Monday, January 09, 2006

Bird flu in Turkey: static on the station

The news from Turkey continues to worsen, although hard information is still difficult to come by. Five new "confirmed" cases of H5N1 are being reported, this time from still new locations in the north. The EU has banned a wide range of poultry products from Turkey and a number of its neighbors, so the effects of this outbreak are already being felt in international trade. (BBC)

Meanwhile a WHO team is in Turkey attempting to ascertain what is happening, apparently admitting there are at least nine cases in the space of a week. They are also doing some last minute spinning:
Bernardus Ganter, co-ordinator of the WHO mission, said there are so far nine confirmed cases of the disease in the south-eastern region of Turkey.

Speaking on the Today programme, Dr Ganter said the team was working with the Turkish authorities to exclude the possibility of human-to-human infection.

"The team is now in place, five international staff are in Van working together with the experts from the ministry of health and an additional smaller team will be in Ankara doing similar things with the ministry of health in Ankara," he said.

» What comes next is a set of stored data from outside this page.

//! BibTeX reader built on nom.
//!
//! Handles `@string` macros, `@preamble`, `@comment`, braced and quoted
//! values, `#` concatenation and nested braces. A record that cannot be
//! parsed is skipped and counted; reading resumes at the next `@`.

use std::collections::HashMap;

use nom::{
    IResult,
    branch::alt,
    bytes::complete::take_while1,
    character::complete::{char, multispace0},
    combinator::map,
};

use crate::error::{CoreError, Result};
use crate::models::Entry;

#[derive(Debug, Clone, PartialEq, Eq)]
pub struct SkippedRecord {
    pub line: u32,
    pub message: String,
}

#[derive(Debug, Clone, Default)]
pub struct ParseOutcome {
    pub entries: Vec<Entry>,
    pub strings: HashMap<String, String>,
    pub preambles: Vec<String>,
    pub skipped: Vec<SkippedRecord>,
}

enum AtRecord {
    Entry(Entry),
    String(String, String),
    Preamble(String),
    Comment,
}

/// Parses a whole BibTeX database, skipping records that do not parse.
pub fn parse_bibtex(input: &str) -> ParseOutcome {
    let mut outcome = ParseOutcome::default();
    let mut remaining = input;
    let mut line = 1u32;

    loop {
        let Some(pos) = remaining.find('@') else {
            break;
        };
        line += remaining[..pos].matches('\n').count() as u32;
        remaining = &remaining[pos..];

        match parse_at_record(remaining, &outcome.strings) {
            Ok((rest, record)) => {
                match record {
                    AtRecord::Entry(entry) => outcome.entries.push(entry),
                    AtRecord::String(key, value) => {
                        outcome.strings.insert(key, value);
                    }
                    AtRecord::Preamble(text) => outcome.preambles.push(text),
                    AtRecord::Comment => {}
                }
                let consumed = &remaining[..remaining.len() - rest.len()];
                line += consumed.matches('\n').count() as u32;
                remaining = rest;
            }
            Err(_) => {
                outcome.skipped.push(SkippedRecord {
                    line,
                    message: "failed to parse record".to_string(),
                });
                remaining = &remaining[1..];
            }
        }
    }

    outcome
}

/// Parses input that must not contain broken records.
pub fn parse_bibtex_strict(input: &str) -> Result<Vec<Entry>> {
    let outcome = parse_bibtex(input);
    match outcome.skipped.first() {
        Some(first) => Err(CoreError::Syntax {
            line: first.line,
            message: first.message.clone(),
        }),
        None => Ok(outcome.entries),
    }
}

fn parse_at_record<'a>(
    input: &'a str,
    strings: &HashMap<String, String>,
) -> IResult<&'a str, AtRecord> {
    let (rest, _) = char('@')(input)?;
    let (rest, _) = multispace0(rest)?;
    let (rest, record_type) = take_while1(|c: char| c.is_ascii_alphanumeric())(rest)?;

    match record_type.to_ascii_lowercase().as_str() {
        "string" => {
            let (rest, (key, value)) = parse_string_definition(rest, strings)?;
            Ok((rest, AtRecord::String(key, value)))
        }
        "preamble" => {
            let (rest, text) = parse_preamble(rest, strings)?;
            Ok((rest, AtRecord::Preamble(text)))
        }
        "comment" => {
            let (rest, _) = parse_comment_body(rest)?;
            Ok((rest, AtRecord::Comment))
        }
        _ => {
            let (rest, entry) = parse_entry_body(rest, record_type, strings)?;
            Ok((rest, AtRecord::Entry(entry)))
        }
    }
}

fn parse_string_definition<'a>(
    input: &'a str,
    strings: &HashMap<String, String>,
) -> IResult<&'a str, (String, String)> {
    let (rest, _) = multispace0(input)?;
    let (rest, _) = char('{')(rest)?;
    let (rest, (key, value)) = parse_single_field(rest, strings)?;
    let (rest, _) = multispace0(rest)?;
    let (rest, _) = char('}')(rest)?;
    Ok((rest, (key, value)))
}

fn parse_preamble<'a>(
    input: &'a str,
    strings: &HashMap<String, String>,
) -> IResult<&'a str, String> {
    let (rest, _) = multispace0(input)?;
    let (rest, _) = char('{')(rest)?;
    let (rest, _) = multispace0(rest)?;
    let (rest, value) = parse_field_value(rest, strings)?;
    let (rest, _) = multispace0(rest)?;
    let (rest, _) = char('}')(rest)?;
    Ok((rest, value))
}

fn parse_comment_body(input: &str) -> IResult<&str, ()> {
    let (rest, _) = multispace0(input)?;
    if rest.starts_with('{') {
        let (rest, _) = parse_braced_content(rest)?;
        Ok((rest, ()))
    } else {
        let pos = rest.find('\n').unwrap_or(rest.len());
        Ok((&rest[pos..], ()))
    }
}

fn parse_entry_body<'a>(
    input: &'a str,
    entry_type: &str,
    strings: &HashMap<String, String>,
) -> IResult<&'a str, Entry> {
    let (rest, _) = multispace0(input)?;
    let (rest, _) = char('{')(rest)?;
    let (rest, _) = multispace0(rest)?;
    let (rest, id) =
        take_while1(|c: char| c.is_alphanumeric() || "_-:./+'".contains(c))(rest)?;
    let (rest, _) = multispace0(rest)?;
    let (rest, _) = char(',')(rest)?;

    let (rest, fields) = parse_fields(rest, strings)?;

    let (rest, _) = multispace0(rest)?;
    let (rest, _) = char('}')(rest)?;

    let mut entry = Entry::new(id, entry_type);
    for (key, value) in fields {
        entry.set(&key, value);
    }
    Ok((rest, entry))
}

fn parse_fields<'a>(
    input: &'a str,
    strings: &HashMap<String, String>,
) -> IResult<&'a str, Vec<(String, String)>> {
    let mut fields = Vec::new();
    let mut remaining = input;

    loop {
        let (rest, _) = multispace0(remaining)?;
        if rest.starts_with('}') {
            return Ok((rest, fields));
        }

        let (rest, field) = parse_single_field(rest, strings)?;
        fields.push(field);

        let (rest, _) = multispace0(rest)?;
        remaining = rest.strip_prefix(',').unwrap_or(rest);
    }
}

fn parse_single_field<'a>(
    input: &'a str,
    strings: &HashMap<String, String>,
) -> IResult<&'a str, (String, String)> {
    let (rest, _) = multispace0(input)?;
    let (rest, key) =
        take_while1(|c: char| c.is_ascii_alphanumeric() || c == '_' || c == '-')(rest)?;
    let (rest, _) = multispace0(rest)?;
    let (rest, _) = char('=')(rest)?;
    let (rest, _) = multispace0(rest)?;
    let (rest, value) = parse_field_value(rest, strings)?;
    Ok((rest, (key.to_ascii_lowercase(), value)))
}

fn parse_field_value<'a>(
    input: &'a str,
    strings: &HashMap<String, String>,
) -> IResult<&'a str, String> {
    let mut result = String::new();
    let mut remaining = input;

    loop {
        let (rest, _) = multispace0(remaining)?;
        let (rest, part) = alt((
            parse_braced_value,
            parse_quoted_value,
            map(take_while1(|c: char| c.is_ascii_digit()), |s: &str| {
                s.to_string()
            }),
            map(
                take_while1(|c: char| c.is_ascii_alphanumeric() || c == '_' || c == '-'),
                |name: &str| {
                    strings
                        .get(&name.to_ascii_lowercase())
                        .cloned()
                        .unwrap_or_else(|| name.to_string())
                },
            ),
        ))(rest)?;

        result.push_str(&part);

        let (rest, _) = multispace0(rest)?;
        match rest.strip_prefix('#') {
            Some(stripped) => remaining = stripped,
            None => return Ok((rest, result)),
        }
    }
}

fn parse_braced_value(input: &str) -> IResult<&str, String> {
    let (rest, content) = parse_braced_content(input)?;
    Ok((rest, content[1..content.len() - 1].to_string()))
}

/// Matches `{...}` with nested braces, returning the slice including the
/// outer braces.
fn parse_braced_content(input: &str) -> IResult<&str, &str> {
    if !input.starts_with('{') {
        return Err(nom::Err::Error(nom::error::Error::new(
            input,
            nom::error::ErrorKind::Char,
        )));
    }

    let bytes = input.as_bytes();
    let mut depth = 0usize;
    let mut pos = 0usize;
    while pos < bytes.len() {
        match bytes[pos] {
            b'{' => depth += 1,
            b'}' => {
                depth -= 1;
                if depth == 0 {
                    return Ok((&input[pos + 1..], &input[..pos + 1]));
                }
            }
            b'\\' => pos += 1,
            _ => {}
        }
        pos += 1;
    }

    Err(nom::Err::Error(nom::error::Error::new(
        input,
        nom::error::ErrorKind::Char,
    )))
}

fn parse_quoted_value(input: &str) -> IResult<&str, String> {
    let Some(body) = input.strip_prefix('"') else {
        return Err(nom::Err::Error(nom::error::Error::new(
            input,
            nom::error::ErrorKind::Char,
        )));
    };

    let mut depth = 0usize;
    let mut escaped = false;
    for (idx, c) in body.char_indices() {
        if escaped {
            escaped = false;
            continue;
        }
        match c {
            '\\' => escaped = true,
            '{' => depth += 1,
            '}' => depth = depth.saturating_sub(1),
            '"' if depth == 0 => {
                return Ok((&body[idx + 1..], body[..idx].to_string()));
            }
            _ => {}
        }
    }

    Err(nom::Err::Error(nom::error::Error::new(
        input,
        nom::error::ErrorKind::Char,
    )))
}

#[cfg(test)]
mod tests {
    use super::*;

    #[test]
    fn parses_simple_entry() {
        let input = r#"
@Article{Smith2024,
    Author = {John Smith},
    title = {A {G}reat Paper},
    year = 2024,
    journal = "Nature",
}
"#;
        let outcome = parse_bibtex(input);
        assert!(outcome.skipped.is_empty());
        assert_eq!(outcome.entries.len(), 1);

        let entry = &outcome.entries[0];
        assert_eq!(entry.id, "Smith2024");
        assert_eq!(entry.entry_type, "article");
        assert_eq!(entry.get("author"), Some("John Smith"));
        assert_eq!(entry.get("title"), Some("A {G}reat Paper"));
        assert_eq!(entry.get("year"), Some("2024"));
        assert_eq!(entry.get("journal"), Some("Nature"));
    }

    #[test]
    fn expands_string_macros_and_concatenation() {
        let input = r#"
@string{acl = "Association for Computational Linguistics"}
@preamble{"\newcommand{\noop}[1]{}"}
@comment{ignored @article{x, title={nope}} }
@inproceedings{Doe2020,
    publisher = acl # " (ACL)",
    month = jun,
}
"#;
        let outcome = parse_bibtex(input);
        assert_eq!(outcome.entries.len(), 1);
        assert_eq!(outcome.preambles.len(), 1);
        let entry = &outcome.entries[0];
        assert_eq!(
            entry.get("publisher"),
            Some("Association for Computational Linguistics (ACL)")
        );
        assert_eq!(entry.get("month"), Some("jun"));
    }

    #[test]
    fn broken_record_is_skipped_and_counted() {
        let input = r#"
@article{Broken,
    title = {Unclosed
@book{Fine2001,
    title = {Still Here},
}
"#;
        let outcome = parse_bibtex(input);
        assert_eq!(outcome.skipped.len(), 1);
        assert_eq!(outcome.skipped[0].line, 2);
        assert_eq!(outcome.entries.len(), 1);
        assert_eq!(outcome.entries[0].id, "Fine2001");
    }

    #[test]
    fn strict_parse_reports_first_broken_record() {
        let err = parse_bibtex_strict("@article{x, title = {oops}").unwrap_err();
        assert!(matches!(err, CoreError::Syntax { line: 1, .. }));
    }
}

"We are convinced of course that [the cause of transmission] is still the exposure directly to diseased or dead chickens who carry the virus, so there is no indication now that there is human to human transmission; we certainly should exclude this in a more appropriate way," he added. (NetDoctor)
I don't get this. If they are so "convinced of course" why the haste to check it out in a "more appropriate way." Sounds like they are inappropriately convinced, or, more likely, whistling past the graveyard. It always surprises me when public health officials spout stuff that, on its face, is ridiculous, but since they do it all the time, I don't know why I surprised.